- Brief: Give back only the lines in the records below from the one with "end the wait." to the one with "else if self.skip_wait", both inclusive, word for word.

═══ Extracted records

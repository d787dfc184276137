// SPDX-License-Identifier: MIT
// Copyright (c) 2026 ADNT Sarl <info@adnt.io>

//! Command-line interface definitions.

use std::path::PathBuf;

use anyhow::Result;
use clap::{Parser, Subcommand};

use crate::commands;

/// Command-line arguments.
#[derive(Parser)]
#[command(name = "maple-touch")]
#[command(about = "Put a maple bootloader into upload mode")]
pub struct Cli {
    /// Serial port (e.g., /dev/ttyACM0); found by USB id when omitted
    #[arg(short, long, global = true)]
    pub port: Option<String>,

    #[command(subcommand)]
    pub command: Commands,
}

/// Available subcommands.
#[derive(Subcommand)]
pub enum Commands {
    /// List boards currently waiting in the bootloader
    List,

    /// Send the 1200 baud touch and wait for the board to re-enumerate
    Touch {
        /// Give up waiting after this many milliseconds
        #[arg(short, long, default_value = "5000")]
        timeout: u64,
    },

    /// Touch, then copy a UF2 image onto the ROM loader's drive
    Upload {
        /// UF2 image
        #[arg(value_name = "FILE")]
        file: PathBuf,

        /// Mount point of the loader drive (e.g., /media/$USER/RPI-RP2)
        #[arg(short, long)]
        volume: PathBuf,

        /// Give up waiting for the drive after this many milliseconds
        #[arg(short, long, default_value = "15000")]
        timeout: u64,
    },
}

/// Execute the parsed CLI command.
pub fn run(cli: Cli) -> Result<()> {
    let port = cli.port.as_deref();

    match cli.command {
        Commands::List => commands::list(),
        Commands::Touch { timeout } => commands::touch(port, timeout),
        Commands::Upload {
            file,
            volume,
            timeout,
        } => commands::upload(port, &file, &volume, timeout),
    }
}
// SPDX-License-Identifier: MIT
// Copyright (c) 2026 ADNT Sarl <info@adnt.io>

//! Boot mode decision - pure logic without hardware dependencies.
//!
//! The decision is computed once per boot from the consumed reset reason, the
//! image check and one sample of the USB sense pin. Nothing here touches
//! hardware, so every combination can be exercised on the host.

use crate::reset_reason::ResetReason;

/// Outcome of the boot mode decision (immutable).
#[derive(Clone, Copy, Debug, PartialEq, Eq)]
#[cfg_attr(feature = "defmt", derive(defmt::Format))]
pub struct BootDecision {
    /// Never hand off to the application this boot.
    pub skip_jump: bool,
    /// Do not wait for an upload before handing off.
    pub skip_wait: bool,
}

/// How the upload wait loop is allowed to end.
#[derive(Clone, Copy, Debug, PartialEq, Eq)]
#[cfg_attr(feature = "defmt", derive(defmt::Format))]
pub enum WaitPolicy {
    /// No waiting at all; hand off immediately.
    Bypass,
    /// Hand off after this many idle iterations.
    Bounded(u32),
    /// Only an upload can end the wait.
    Unbounded,
}

/// Combine the boot inputs into a decision.
///
/// | reason               | skip_jump    | skip_wait |
/// |----------------------|--------------|-----------|
/// | PersistentBootloader | true         | false     |
/// | JustUploaded         | false        | true      |
/// | BootloaderRunning    | true         | false     |
/// | NoReason             | !code_valid  | false     |
///
/// A present USB host then forces `skip_jump`, whatever the table said.
pub fn decide(reason: ResetReason, code_valid: bool, usb_present: bool) -> BootDecision {
    let mut decision = match reason {
        ResetReason::PersistentBootloader => BootDecision {
            skip_jump: true,
            skip_wait: false,
        },
        ResetReason::JustUploaded => BootDecision {
            skip_jump: false,
            skip_wait: true,
        },
        ResetReason::BootloaderRunning => BootDecision {
            skip_jump: true,
            skip_wait: false,
        },
        ResetReason::NoReason => BootDecision {
            skip_jump: !code_valid,
            skip_wait: false,
        },
    };

    if usb_present {
        decision.skip_jump = true;
    }

    decision
}

/// Whether `reason` gets the fast startup strobe.
///
/// Power-on (including garbage flag values) and explicit loader requests get
/// it; the two soft-reset paths stay dark.
pub fn wants_startup_strobe(reason: ResetReason) -> bool {
    matches!(
        reason,
        ResetReason::NoReason | ResetReason::PersistentBootloader
    )
}

impl BootDecision {
    /// Freeze the wait behaviour for this boot.
    ///
    /// `skip_jump` dominates `skip_wait`: a boot that must not hand off never
    /// bypasses the wait, since falling through would reach the handoff.
    ///
    /// So `JustUploaded` with a USB host still attached waits for another
    /// upload instead of running the new image; it stays resident until the
    /// cable is pulled and the board is reset.
    pub fn wait_policy(&self, bound: u32) -> WaitPolicy {
        if self.skip_jump {
            WaitPolicy::Unbounded
        } else if self.skip_wait {
            WaitPolicy::Bypass
        } else {
            WaitPolicy::Bounded(bound)
        }
    }
}
// SPDX-License-Identifier: MIT
// Copyright (c) 2026 ADNT Sarl <info@adnt.io>

//! Host tool for the maple bootloader.
//!
//! Usage:
//!   maple-touch list
//!   maple-touch --port /dev/ttyACM0 touch
//!   maple-touch upload firmware.uf2 --volume /media/$USER/RPI-RP2

mod cli;
mod commands;
mod port;

use anyhow::Result;
use clap::Parser;

fn main() -> Result<()> {
    let args = cli::Cli::parse();
    cli::run(args)
}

══════

- Your solution:
    /// Only an upload can end the wait.
    Unbounded,
}

/// Combine the boot inputs into a decision.
///
/// | reason               | skip_jump    | skip_wait |
/// |----------------------|--------------|-----------|
/// | PersistentBootloader | true         | false     |
/// | JustUploaded         | false        | true      |
/// | BootloaderRunning    | true         | false     |
/// | NoReason             | !code_valid  | false     |
///
/// A present USB host then forces `skip_jump`, whatever the table said.
pub fn decide(reason: ResetReason, code_valid: bool, usb_present: bool) -> BootDecision {
    let mut decision = match reason {
        ResetReason::PersistentBootloader => BootDecision {
            skip_jump: true,
            skip_wait: false,
        },
        ResetReason::JustUploaded => BootDecision {
            skip_jump: false,
            skip_wait: true,
        },
        ResetReason::BootloaderRunning => BootDecision {
            skip_jump: true,
            skip_wait: false,
        },
        ResetReason::NoReason => BootDecision {
            skip_jump: !code_valid,
            skip_wait: false,
        },
    };

    if usb_present {
        decision.skip_jump = true;
    }

    decision
}

/// Whether `reason` gets the fast startup strobe.
///
/// Power-on (including garbage flag values) and explicit loader requests get
/// it; the two soft-reset paths stay dark.
pub fn wants_startup_strobe(reason: ResetReason) -> bool {
    matches!(
        reason,
        ResetReason::NoReason | ResetReason::PersistentBootloader
    )
}

impl BootDecision {
    /// Freeze the wait behaviour for this boot.
    ///
    /// `skip_jump` dominates `skip_wait`: a boot that must not hand off never
    /// bypasses the wait, since falling through would reach the handoff.
    ///
    /// So `JustUploaded` with a USB host still attached waits for another
    /// upload instead of running the new image; it stays resident until the
    /// cable is pulled and the board is reset.
    pub fn wait_policy(&self, bound: u32) -> WaitPolicy {
        if self.skip_jump {
            WaitPolicy::Unbounded
        } else if self.skip_wait {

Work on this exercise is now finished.